*** Opening of Extracted data ***

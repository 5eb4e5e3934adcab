use treasure_game::{
    AchievementId, GameConfig, GameContent, ManualClock, MemoryStore, SessionError,
    TreasureSession,
};

const BUNDLED_CONTENT: &str =
    include_str!("../../treasure-web/static/assets/data/game-content.json");

const HOTEL: [(&str, usize); 6] = [
    ("reception-desk", 0),
    ("bellhop", 1),
    ("room-key", 0),
    ("luggage-cart", 1),
    ("concierge", 1),
    ("elevator", 0),
];

const RESTAURANT: [(&str, usize); 6] = [
    ("menu", 1),
    ("waiter", 0),
    ("bill", 0),
    ("tip-jar", 1),
    ("reservation", 1),
    ("specials-board", 1),
];

fn content() -> GameContent {
    GameContent::from_json(BUNDLED_CONTENT).expect("bundled content parses")
}

fn open_session(storage: &MemoryStore) -> TreasureSession<MemoryStore, ManualClock> {
    TreasureSession::open(
        storage.clone(),
        ManualClock::starting_at(1_700_000_000_000),
        content(),
        GameConfig::default(),
    )
}

#[test]
fn bundled_content_has_two_full_scenarios() {
    let content = content();
    assert_eq!(content.total_treasures(), 12);
    for (id, answer) in HOTEL.iter().chain(RESTAURANT.iter()) {
        let treasure = content.find_treasure(id).expect("treasure present");
        assert!(treasure.quiz.is_correct(*answer), "{id}");
        assert!(treasure.quiz.has_option(*answer));
    }
    assert_eq!(content.scenario("hotel-lobby").unwrap().treasures.len(), 6);
}

#[test]
fn first_click_unlocks_first_treasure_with_celebration() {
    let storage = MemoryStore::new();
    let mut session = open_session(&storage);
    let outcome = session.click_treasure("menu").unwrap();
    assert!(outcome.first_discovery);
    assert_eq!(outcome.points_awarded, 5);
    assert_eq!(outcome.unlocked, vec![AchievementId::FirstTreasure]);
    assert!(outcome.celebrate);

    let repeat = session.click_treasure("menu").unwrap();
    assert!(!repeat.first_discovery);
    assert_eq!(repeat.points_awarded, 0);
    assert!(repeat.unlocked.is_empty());
    assert_eq!(repeat.total_score, 5);
}

#[test]
fn half_way_arrives_with_sixth_discovery() {
    let storage = MemoryStore::new();
    let mut session = open_session(&storage);
    for (id, _) in &RESTAURANT[..5] {
        let outcome = session.click_treasure(id).unwrap();
        assert!(!outcome.unlocked.contains(&AchievementId::HalfWay));
    }
    assert!(!session.snapshot().has_achievement("half-way"));
    let sixth = session.click_treasure(RESTAURANT[5].0).unwrap();
    assert_eq!(sixth.unlocked, vec![AchievementId::HalfWay]);
}

#[test]
fn scholar_unlocks_at_exactly_fifty_from_quizzes() {
    let storage = MemoryStore::new();
    let mut session = open_session(&storage);
    let quizzes: Vec<_> = HOTEL.iter().chain(RESTAURANT.iter()).take(10).collect();
    for (index, (id, answer)) in quizzes.iter().enumerate() {
        let outcome = session.answer_quiz(id, *answer).unwrap();
        assert!(outcome.correct);
        assert!(outcome.first_completion);
        assert_eq!(outcome.points_awarded, 5);
        if index < 9 {
            assert!(outcome.unlocked.is_empty(), "scholar too early at {}", outcome.total_score);
        } else {
            assert_eq!(outcome.total_score, 50);
            assert_eq!(outcome.unlocked, vec![AchievementId::Scholar]);
            assert!(!outcome.celebrate);
        }
    }
    // Quiz completion alone never counts as a discovery.
    assert_eq!(session.snapshot().discovered_count(), 0);
}

#[test]
fn wrong_answers_never_award() {
    let storage = MemoryStore::new();
    let mut session = open_session(&storage);
    let outcome = session.answer_quiz("bellhop", 0).unwrap();
    assert!(!outcome.correct);
    assert_eq!(outcome.points_awarded, 0);
    assert!(!session.snapshot().has_completed_quiz("bellhop"));
    assert!(!outcome.explanation.is_empty());

    let retry = session.answer_quiz("bellhop", 1).unwrap();
    assert!(retry.correct);
    assert_eq!(retry.total_score, 5);
    let again = session.answer_quiz("bellhop", 1).unwrap();
    assert!(!again.first_completion);
    assert_eq!(again.total_score, 5);
}

#[test]
fn invalid_input_is_rejected_without_mutation() {
    let storage = MemoryStore::new();
    let mut session = open_session(&storage);
    assert_eq!(
        session.click_treasure("swimming-pool").unwrap_err(),
        SessionError::UnknownTreasure("swimming-pool".to_string())
    );
    assert!(matches!(
        session.answer_quiz("bellhop", 3),
        Err(SessionError::OptionOutOfRange { choice: 3, options: 3, .. })
    ));
    assert!(session.snapshot().is_blank());
    assert!(!storage.contains(&session.config().storage_key));
}

#[test]
fn full_run_unlocks_every_achievement_once() {
    let storage = MemoryStore::new();
    let mut session = open_session(&storage);
    let mut unlocked = Vec::new();
    for (id, answer) in HOTEL.iter().chain(RESTAURANT.iter()) {
        unlocked.extend(session.click_treasure(id).unwrap().unlocked);
        unlocked.extend(session.answer_quiz(id, *answer).unwrap().unlocked);
        // Replaying a finished treasure changes nothing.
        unlocked.extend(session.click_treasure(id).unwrap().unlocked);
    }
    assert_eq!(
        unlocked,
        vec![
            AchievementId::FirstTreasure,
            // 50 points arrive with the fifth hotel quiz, before the sixth discovery.
            AchievementId::Scholar,
            AchievementId::HalfWay,
            AchievementId::HotelMaster,
            AchievementId::PerfectScore,
            AchievementId::TreasureHunter,
        ]
    );
    let summary = session.summary();
    assert_eq!(summary.total_score, 120);
    assert_eq!(summary.total_score, summary.score_target);
    assert_eq!(summary.achievements_unlocked, summary.achievements_total);
    assert!((summary.completion_pct - 100.0).abs() < f64::EPSILON);
    assert!(session.achievements().iter().all(|status| status.unlocked));
}

#[test]
fn hotel_master_only_for_designated_scenario() {
    let storage = MemoryStore::new();
    let mut session = open_session(&storage);
    for (id, _) in &RESTAURANT {
        session.click_treasure(id).unwrap();
    }
    assert!(!session.snapshot().has_achievement("hotel-master"));

    let mut last = None;
    for (id, _) in &HOTEL {
        last = Some(session.click_treasure(id).unwrap());
    }
    let last = last.unwrap();
    assert!(last.unlocked.contains(&AchievementId::HotelMaster));
    assert!(last.unlocked.contains(&AchievementId::TreasureHunter));
}

#[test]
fn reopened_session_resumes_and_catches_up() {
    let storage = MemoryStore::new();
    {
        let mut session = open_session(&storage);
        session.click_treasure("reception-desk").unwrap();
        session.answer_quiz("reception-desk", 0).unwrap();
    }
    let reopened = open_session(&storage);
    assert_eq!(reopened.snapshot().total_score(), 10);
    assert!(reopened.snapshot().has_achievement("first-treasure"));

    // A record saved before its unlock was written gets synced on open.
    let other = MemoryStore::new();
    other.insert_raw(
        "treasure-hunt-v2-progress",
        r#"{"discoveredTreasures":["menu"],"totalScore":5,"completedQuizzes":[],"achievements":[],"lastUpdated":1}"#,
    );
    let synced = open_session(&other);
    assert!(synced.snapshot().has_achievement("first-treasure"));
}

#[test]
fn reset_clears_progress_and_summary() {
    let storage = MemoryStore::new();
    let mut session = open_session(&storage);
    session.click_treasure("menu").unwrap();
    session.answer_quiz("menu", 1).unwrap();
    assert!(session.reset().is_blank());

    let summary = session.summary();
    assert_eq!(summary.discovered, 0);
    assert_eq!(summary.total_score, 0);
    assert!(summary.scenarios.iter().all(|s| s.discovered == 0 && s.total == 6));

    let fresh = open_session(&storage);
    assert!(fresh.snapshot().is_blank());
}

#[test]
fn degraded_storage_keeps_the_game_running() {
    let storage = MemoryStore::new();
    let mut session = open_session(&storage);
    storage.set_unavailable(true);
    let outcome = session.click_treasure("menu").unwrap();
    assert_eq!(outcome.total_score, 5);
    assert!(session.storage_degraded());
    assert!(session.snapshot().has_achievement("first-treasure"));

    let reloaded = open_session(&storage);
    assert!(reloaded.snapshot().is_blank());
}

#[test]
fn summary_tracks_per_scenario_counts() {
    let storage = MemoryStore::new();
    let mut session = open_session(&storage);
    session.click_treasure("menu").unwrap();
    session.click_treasure("bellhop").unwrap();
    session.click_treasure("waiter").unwrap();
    let summary = session.summary();
    assert_eq!(summary.discovered, 3);
    assert_eq!(summary.total_treasures, 12);
    assert!((summary.completion_pct - 25.0).abs() < f64::EPSILON);
    let by_id: Vec<_> = summary
        .scenarios
        .iter()
        .map(|s| (s.id.as_str(), s.discovered))
        .collect();
    assert_eq!(by_id, vec![("hotel-lobby", 1), ("restaurant", 2)]);
}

*** Close of Extracted data ***

• [Problem requirements]: What is needed is the number of lines in the data that hold the word "desk", with nothing added.

• [Problem solution]: 3